Last week, I went on the CBC News podcast “Nothing Is Foreign” to speak in regards to the draft regulation—and what it means for the Chinese authorities to take such fast motion on a still-very-new expertise.
As I mentioned within the podcast, I see the draft regulation as a combination of smart restrictions on AI dangers and a continuation of China’s robust authorities custom of aggressive intervention within the tech trade.
Many of the clauses within the draft regulation are rules that AI critics are advocating for within the West: information used to coach generative AI fashions shouldn’t infringe on mental property or privateness; algorithms shouldn’t discriminate towards customers on the premise of race, ethnicity, age, gender, and different attributes; AI corporations needs to be clear about how they obtained coaching information and the way they employed people to label the info.
At the identical time, there are guidelines that different international locations would seemingly balk at. The authorities is asking that individuals who use these generative AI instruments register with their actual identification—simply as on any social platform in China. The content material that AI software program generates also needs to “reflect the core values of socialism.”
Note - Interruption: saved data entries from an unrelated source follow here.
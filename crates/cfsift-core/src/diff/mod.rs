//! Change diffs between an original instance and a counterfactual.
//!
//! A [`DiffMap`] lists only the features whose value differs, in the column
//! order of the original instance. The outcome column is never part of the
//! feature changes; it is reported in its own slot so that rules and
//! renderers can treat it separately.

mod comparator;


pub use comparator::ChangeComparator;

use smallvec::SmallVec;

use crate::schema::FeatureKind;
use crate::value::Value;

/// A single feature change between an original and a candidate.
#[derive(Debug, Clone, PartialEq)]
pub struct Change {
    /// Feature name.
    pub feature: String,
    /// Value in the original instance.
    pub old: Value,
    /// Value in the candidate.
    pub new: Value,
    /// How the change is measured.
    pub kind: FeatureKind,
}

impl Change {
    /// Creates a new change.
    pub fn new(
        feature: impl Into<String>,
        old: impl Into<Value>,
        new: impl Into<Value>,
        kind: FeatureKind,
    ) -> Self {
        Self {
            feature: feature.into(),
            old: old.into(),
            new: new.into(),
            kind,
        }
    }

    /// Creates a categorical change.
    pub fn categorical(
        feature: impl Into<String>,
        old: impl Into<Value>,
        new: impl Into<Value>,
    ) -> Self {
        Self::new(feature, old, new, FeatureKind::Categorical)
    }

    /// Creates a continuous change.
    pub fn continuous(feature: impl Into<String>, old: f64, new: f64) -> Self {
        Self::new(feature, old, new, FeatureKind::Continuous)
    }

    /// Returns `new - old` for continuous changes.
    ///
    /// `None` for categorical changes or when either side is not numeric.
    pub fn delta(&self) -> Option<f64> {
        match self.kind {
            FeatureKind::Continuous => Some(self.new.as_f64()? - self.old.as_f64()?),
            FeatureKind::Categorical => None,
        }
    }

    /// Returns the `(old, new)` transition.
    pub fn pair(&self) -> (&Value, &Value) {
        (&self.old, &self.new)
    }
}

/// Pre and post values of the outcome column.
#[derive(Debug, Clone, PartialEq)]
pub struct OutcomeChange {
    /// Outcome column name.
    pub name: String,
    /// Outcome of the original instance.
    pub old: Value,
    /// Outcome of the candidate.
    pub new: Value,
    /// Kind derived from the model type.
    pub kind: FeatureKind,
    changed: bool,
}

impl OutcomeChange {
    /// Creates an outcome slot.
    pub fn new(
        name: impl Into<String>,
        old: impl Into<Value>,
        new: impl Into<Value>,
        kind: FeatureKind,
        changed: bool,
    ) -> Self {
        Self {
            name: name.into(),
            old: old.into(),
            new: new.into(),
            kind,
            changed,
        }
    }

    /// Returns true if the candidate's outcome differs from the original's.
    pub fn changed(&self) -> bool {
        self.changed
    }
}

/// Changed features between an original instance and one candidate.
#[derive(Debug, Clone, Default, PartialEq)]
pub struct DiffMap {
    changes: SmallVec<[Change; 8]>,
    outcome: Option<OutcomeChange>,
}

impl DiffMap {
    /// Creates an empty diff.
    pub fn new() -> Self {
        Self::default()
    }

    /// Builds a diff from feature changes, keeping their order.
    pub fn from_changes(changes: impl IntoIterator<Item = Change>) -> Self {
        Self {
            changes: changes.into_iter().collect(),
            outcome: None,
        }
    }

    /// Sets the outcome slot.
    pub fn with_outcome(mut self, outcome: OutcomeChange) -> Self {
        self.outcome = Some(outcome);
        self
    }

    pub(crate) fn push(&mut self, change: Change) {
        self.changes.push(change);
    }

    pub(crate) fn set_outcome(&mut self, outcome: OutcomeChange) {
        self.outcome = Some(outcome);
    }

    /// Returns the change of a feature, if it changed.
    pub fn get(&self, feature: &str) -> Option<&Change> {
        self.changes.iter().find(|c| c.feature == feature)
    }

    /// Returns true if the feature changed.
    pub fn contains(&self, feature: &str) -> bool {
        self.get(feature).is_some()
    }

    /// Iterates over feature changes in original column order.
    pub fn iter(&self) -> impl Iterator<Item = &Change> {
        self.changes.iter()
    }

    /// Iterates over the names of changed features.
    pub fn features(&self) -> impl Iterator<Item = &str> {
        self.changes.iter().map(|c| c.feature.as_str())
    }

    /// Returns the outcome slot.
    pub fn outcome(&self) -> Option<&OutcomeChange> {
        self.outcome.as_ref()
    }

    /// Number of changed features (the outcome is not counted).
    pub fn len(&self) -> usize {
        self.changes.len()
    }

    /// Returns true if no feature changed.
    pub fn is_empty(&self) -> bool {
        self.changes.is_empty()
    }
}

impl<'a> IntoIterator for &'a DiffMap {
    type Item = &'a Change;
    type IntoIter = std::slice::Iter<'a, Change>;

    fn into_iter(self) -> Self::IntoIter {
        self.changes.iter()
    }
}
Neither of those necessities is shocking. The Chinese authorities has regulated tech corporations with a powerful hand in recent times, punishing platforms for lax moderation and incorporating new merchandise into the established censorship regime.
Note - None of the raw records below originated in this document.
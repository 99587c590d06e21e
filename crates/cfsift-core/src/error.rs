//! Error types for cfsift

use thiserror::Error;

/// Main error type for cfsift operations
#[derive(Debug, Clone, PartialEq, Error)]
pub enum CfSiftError {
    /// A rule, schema or filter setting is malformed.
    ///
    /// Raised at construction time; never recovered internally.
    #[error("Configuration error: {0}")]
    Configuration(String),

    /// An instance does not match the feature schema, or an original and a
    /// candidate carry different feature sets.
    #[error("Schema mismatch: {0}")]
    SchemaMismatch(String),

    /// A batch (or one of its queries) has no candidates to filter.
    #[error("Empty batch: {}", describe_empty(.query))]
    EmptyBatch {
        /// Index of the offending query, `None` when the batch itself is empty.
        query: Option<usize>,
    },
}

fn describe_empty(query: &Option<usize>) -> String {
    match query {
        Some(q) => format!("query {q} has no candidates"),
        None => "batch contains no queries".to_string(),
    }
}

impl CfSiftError {
    /// Shorthand for a [`CfSiftError::Configuration`] error.
    pub fn config(msg: impl Into<String>) -> Self {
        CfSiftError::Configuration(msg.into())
    }

    /// Shorthand for a [`CfSiftError::SchemaMismatch`] error.
    pub fn schema(msg: impl Into<String>) -> Self {
        CfSiftError::SchemaMismatch(msg.into())
    }
}

/// Result type alias for cfsift operations
pub type Result<T> = std::result::Result<T, CfSiftError>;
The doc makes that regulatory custom straightforward to see: there may be frequent point out of different guidelines which have handed in China, on private information, algorithms, deepfakes, cybersecurity, and so forth. In some methods, it feels as if these discrete paperwork are slowly forming an online of guidelines that assist the federal government course of new challenges within the tech period.
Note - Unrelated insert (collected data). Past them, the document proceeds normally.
use super::*;
use cfsift_core::{Change, ChangeComparator, OutcomeChange};
use cfsift_filter::{FeasibilityFilter, QueryBatch};
use cfsift_rules::{DeltaPredicate, TabuConstraintSet};
use cfsift_test::census::{census_candidates, census_original, census_schema};
use cfsift_test::toy::{toy_candidate, toy_original, toy_schema};

fn classifier() -> ReasonRenderer {
    ReasonRenderer::new("label", ModelType::Classifier)
}

#[test]
fn test_render_from_comparator_diff() {
    let schema = census_schema();
    let diff = ChangeComparator::exact()
        .diff(&schema, &census_original(), &census_candidates()[0])
        .unwrap();

    let renderer = ReasonRenderer::for_schema(&schema).unwrap();
    assert_eq!(
        renderer.render(&diff),
        "when hours_per_week increases from 38.000 to 45.000 and education changes from \
         HS-grad to Masters, the output of the model [income] changes from 0 to 1."
    );
}

#[test]
fn test_decrease_phrase() {
    let diff = ChangeComparator::exact()
        .diff(&toy_schema(), &toy_original(), &toy_candidate(-2.5, 0.0, "A"))
        .unwrap();

    assert_eq!(
        classifier().render(&diff),
        "when age decreases from 30.000 to 27.500, the output of the model [label] changes from 0 to 1."
    );
}

#[test]
fn test_regressor_outcome_is_continuous() {
    let renderer = ReasonRenderer::new("price", ModelType::Regressor);
    let diff = DiffMap::from_changes([Change::categorical("district", "north", "south")])
        .with_outcome(OutcomeChange::new(
            "price",
            120.0,
            99.5,
            ModelType::Regressor.outcome_kind(),
            true,
        ));

    assert_eq!(
        renderer.render(&diff),
        "when district changes from north to south, the output of the model [price] decreases \
         from 120.000 to 99.500."
    );
}

#[test]
fn test_unchanged_outcome_stays() {
    let diff = DiffMap::from_changes([Change::continuous("age", 30.0, 31.0)]).with_outcome(
        OutcomeChange::new("label", 0, 0, ModelType::Classifier.outcome_kind(), false),
    );

    assert!(classifier()
        .render(&diff)
        .ends_with("the output of the model [label] stays from 0 to 0."));
}

#[test]
fn test_outcome_less_diff() {
    let diff = DiffMap::from_changes([Change::categorical("color", "A", "B")]);
    assert_eq!(classifier().render(&diff), "when color changes from A to B.");
}

#[test]
fn test_empty_diff() {
    let with_outcome = DiffMap::new().with_outcome(OutcomeChange::new(
        "label",
        0,
        1,
        ModelType::Classifier.outcome_kind(),
        true,
    ));
    assert_eq!(
        classifier().render(&with_outcome),
        "no feature changes, the output of the model [label] changes from 0 to 1."
    );
    assert_eq!(classifier().render(&DiffMap::new()), "no feature changes.");
}

#[test]
fn test_explain_filtered_batch() {
    let schema = census_schema();
    let rules = TabuConstraintSet::builder(&schema)
        .forbid_transition("race", "White", "Other")
        .forbid_delta("age", DeltaPredicate::less_than(0.0))
        .build()
        .unwrap();
    let filter = FeasibilityFilter::new(rules);

    let batch = QueryBatch::from(vec![(census_original(), census_candidates())]);
    let filtered = filter.filter_batch(batch).unwrap();

    let renderer = ReasonRenderer::for_schema(&schema).unwrap();
    let explanations = renderer.explain_batch(&filtered);

    assert_eq!(explanations.len(), 3);
    assert!(explanations.iter().all(|e| e.query == 0));
    assert_eq!(
        explanations.iter().map(|e| e.counterfactual).collect::<Vec<_>>(),
        vec![0, 1, 2]
    );
    assert!(explanations[1].sentence.contains("marital_status changes from Single to Married"));
    assert!(explanations[2].sentence.contains("workclass changes from Private to Self-Employed"));
    assert!(explanations.iter().all(|e| !e.sentence.contains("race")));
}

#[test]
fn test_schema_without_outcome_has_no_renderer() {
    let schema = cfsift_core::FeatureSchema::new().with_continuous("age");
    assert!(ReasonRenderer::for_schema(&schema).is_none());
}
The undeniable fact that the Chinese authorities can react so shortly to a brand new tech phenomenon is a double-edged sword. The energy of this method, which appears at each new tech pattern individually, “is its precision, creating specific remedies for specific problems,” wrote Matt Sheehan, a fellow on the Carnegie Endowment for International Peace. “The weakness is its piecemeal nature, with regulators forced to draw up new regulations for new applications or problems.” If the federal government is busy taking part in whack-a-mole with new guidelines, it might miss the chance to assume strategically a few long-term imaginative and prescient on AI. We can distinction this method with that of the EU, which has been engaged on a “hugely ambitious” AI Act for years, as my colleague Melissa not too long ago defined. (A latest revision of the AI Act draft included rules on generative AI.)